┏━━

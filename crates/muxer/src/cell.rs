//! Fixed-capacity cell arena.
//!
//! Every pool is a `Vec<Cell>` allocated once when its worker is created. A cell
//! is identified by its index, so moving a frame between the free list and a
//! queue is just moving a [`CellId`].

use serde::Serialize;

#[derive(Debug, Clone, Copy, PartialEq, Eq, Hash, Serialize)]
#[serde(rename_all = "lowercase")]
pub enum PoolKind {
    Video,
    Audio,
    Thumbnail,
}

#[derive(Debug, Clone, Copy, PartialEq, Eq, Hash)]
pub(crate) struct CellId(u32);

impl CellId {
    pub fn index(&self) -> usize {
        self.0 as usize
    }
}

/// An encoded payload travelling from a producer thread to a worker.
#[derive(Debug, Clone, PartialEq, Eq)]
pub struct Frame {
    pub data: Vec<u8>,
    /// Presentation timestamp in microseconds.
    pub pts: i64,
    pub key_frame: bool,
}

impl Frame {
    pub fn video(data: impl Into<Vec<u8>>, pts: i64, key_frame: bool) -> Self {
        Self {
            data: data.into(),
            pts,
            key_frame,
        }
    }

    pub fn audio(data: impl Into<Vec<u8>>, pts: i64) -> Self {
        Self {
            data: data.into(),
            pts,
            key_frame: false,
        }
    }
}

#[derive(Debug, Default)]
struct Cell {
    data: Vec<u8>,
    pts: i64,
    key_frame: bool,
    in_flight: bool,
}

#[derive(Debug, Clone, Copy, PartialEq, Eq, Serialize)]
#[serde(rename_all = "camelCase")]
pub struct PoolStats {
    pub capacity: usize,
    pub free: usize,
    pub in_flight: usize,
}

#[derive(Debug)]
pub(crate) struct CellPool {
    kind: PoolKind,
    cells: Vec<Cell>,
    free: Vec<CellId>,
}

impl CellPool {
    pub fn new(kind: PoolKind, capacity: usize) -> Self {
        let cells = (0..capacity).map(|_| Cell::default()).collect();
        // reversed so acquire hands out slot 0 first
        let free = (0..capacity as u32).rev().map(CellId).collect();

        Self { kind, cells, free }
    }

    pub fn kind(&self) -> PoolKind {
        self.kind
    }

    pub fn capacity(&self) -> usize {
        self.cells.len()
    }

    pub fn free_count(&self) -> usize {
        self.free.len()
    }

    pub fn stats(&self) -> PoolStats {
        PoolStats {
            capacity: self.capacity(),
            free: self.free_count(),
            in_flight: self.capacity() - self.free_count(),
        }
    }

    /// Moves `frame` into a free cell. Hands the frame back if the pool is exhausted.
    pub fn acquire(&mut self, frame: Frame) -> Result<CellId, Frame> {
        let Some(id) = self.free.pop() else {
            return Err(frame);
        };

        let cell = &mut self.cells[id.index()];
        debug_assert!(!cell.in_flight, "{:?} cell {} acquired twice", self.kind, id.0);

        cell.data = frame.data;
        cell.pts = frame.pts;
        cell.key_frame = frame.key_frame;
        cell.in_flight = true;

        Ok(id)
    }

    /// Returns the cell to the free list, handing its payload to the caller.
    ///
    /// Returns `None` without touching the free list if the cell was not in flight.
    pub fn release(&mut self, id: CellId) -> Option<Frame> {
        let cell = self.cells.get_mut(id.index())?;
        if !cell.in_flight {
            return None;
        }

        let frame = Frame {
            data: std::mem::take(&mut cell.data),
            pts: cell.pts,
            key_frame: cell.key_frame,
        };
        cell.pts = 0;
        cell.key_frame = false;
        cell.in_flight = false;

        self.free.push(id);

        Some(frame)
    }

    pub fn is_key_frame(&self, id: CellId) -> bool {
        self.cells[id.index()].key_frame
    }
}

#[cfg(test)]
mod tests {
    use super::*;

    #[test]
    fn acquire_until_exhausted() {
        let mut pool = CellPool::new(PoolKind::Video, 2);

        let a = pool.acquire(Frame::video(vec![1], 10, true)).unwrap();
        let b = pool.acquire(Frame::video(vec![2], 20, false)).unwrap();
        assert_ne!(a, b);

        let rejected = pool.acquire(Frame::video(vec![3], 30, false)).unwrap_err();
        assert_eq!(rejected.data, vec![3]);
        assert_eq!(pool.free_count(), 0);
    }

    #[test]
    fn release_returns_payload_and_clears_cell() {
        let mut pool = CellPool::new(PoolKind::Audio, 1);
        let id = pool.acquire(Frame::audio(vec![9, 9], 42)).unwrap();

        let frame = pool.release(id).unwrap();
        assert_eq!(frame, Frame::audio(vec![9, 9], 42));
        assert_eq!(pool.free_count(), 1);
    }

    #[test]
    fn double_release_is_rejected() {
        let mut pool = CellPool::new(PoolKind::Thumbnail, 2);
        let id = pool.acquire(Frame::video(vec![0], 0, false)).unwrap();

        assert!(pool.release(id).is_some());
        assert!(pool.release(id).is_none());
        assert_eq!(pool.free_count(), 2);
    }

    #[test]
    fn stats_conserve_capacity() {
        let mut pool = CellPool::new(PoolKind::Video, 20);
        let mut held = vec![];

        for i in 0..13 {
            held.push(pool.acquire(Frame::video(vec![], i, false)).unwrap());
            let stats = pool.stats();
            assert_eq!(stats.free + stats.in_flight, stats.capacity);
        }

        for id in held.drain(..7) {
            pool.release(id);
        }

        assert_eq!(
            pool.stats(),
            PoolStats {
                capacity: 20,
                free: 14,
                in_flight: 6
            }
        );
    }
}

┗━━
┏━━

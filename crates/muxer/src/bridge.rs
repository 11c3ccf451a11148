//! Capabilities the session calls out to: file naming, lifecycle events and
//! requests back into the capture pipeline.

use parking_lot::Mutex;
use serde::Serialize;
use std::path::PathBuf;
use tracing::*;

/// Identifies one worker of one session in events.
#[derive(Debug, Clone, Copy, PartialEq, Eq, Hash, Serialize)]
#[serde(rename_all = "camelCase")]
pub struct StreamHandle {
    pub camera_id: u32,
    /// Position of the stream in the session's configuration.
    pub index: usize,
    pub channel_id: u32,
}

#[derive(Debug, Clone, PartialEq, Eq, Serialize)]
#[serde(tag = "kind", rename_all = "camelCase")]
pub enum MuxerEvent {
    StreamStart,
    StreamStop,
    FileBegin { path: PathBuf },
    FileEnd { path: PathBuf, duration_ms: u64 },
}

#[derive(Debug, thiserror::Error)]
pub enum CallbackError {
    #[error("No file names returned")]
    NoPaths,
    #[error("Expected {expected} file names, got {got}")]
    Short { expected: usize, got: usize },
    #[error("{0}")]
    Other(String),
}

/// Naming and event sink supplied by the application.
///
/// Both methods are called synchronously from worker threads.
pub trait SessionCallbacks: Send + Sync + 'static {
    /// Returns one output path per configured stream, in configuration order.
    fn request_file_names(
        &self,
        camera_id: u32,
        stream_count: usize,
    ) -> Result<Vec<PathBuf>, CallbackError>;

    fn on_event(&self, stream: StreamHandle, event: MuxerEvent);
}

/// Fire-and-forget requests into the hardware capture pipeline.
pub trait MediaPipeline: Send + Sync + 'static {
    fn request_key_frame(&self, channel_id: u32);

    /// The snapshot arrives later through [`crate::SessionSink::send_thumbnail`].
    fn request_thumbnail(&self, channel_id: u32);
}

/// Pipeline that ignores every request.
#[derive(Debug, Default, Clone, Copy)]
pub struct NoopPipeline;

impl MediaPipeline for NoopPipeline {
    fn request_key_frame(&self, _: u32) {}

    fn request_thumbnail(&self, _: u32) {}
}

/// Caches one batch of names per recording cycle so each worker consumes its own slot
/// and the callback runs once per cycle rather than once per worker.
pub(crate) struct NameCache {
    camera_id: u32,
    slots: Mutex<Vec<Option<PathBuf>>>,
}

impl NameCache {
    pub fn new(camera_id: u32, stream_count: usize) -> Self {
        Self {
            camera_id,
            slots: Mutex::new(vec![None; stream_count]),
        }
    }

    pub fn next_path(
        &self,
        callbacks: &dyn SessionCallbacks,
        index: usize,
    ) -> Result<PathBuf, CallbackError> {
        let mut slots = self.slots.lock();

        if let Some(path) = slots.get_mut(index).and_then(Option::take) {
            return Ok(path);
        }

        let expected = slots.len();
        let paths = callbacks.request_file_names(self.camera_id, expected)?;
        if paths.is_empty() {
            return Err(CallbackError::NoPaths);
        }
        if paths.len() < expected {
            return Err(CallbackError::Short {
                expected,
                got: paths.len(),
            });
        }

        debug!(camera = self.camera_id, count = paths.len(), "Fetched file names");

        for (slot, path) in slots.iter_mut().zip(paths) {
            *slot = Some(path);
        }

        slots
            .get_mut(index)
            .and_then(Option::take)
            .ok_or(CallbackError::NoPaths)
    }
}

┗━━

Among the lines above, which contain the word "requests"? Copy every one.

## Exercise response
//! requests back into the capture pipeline.
/// Fire-and-forget requests into the hardware capture pipeline.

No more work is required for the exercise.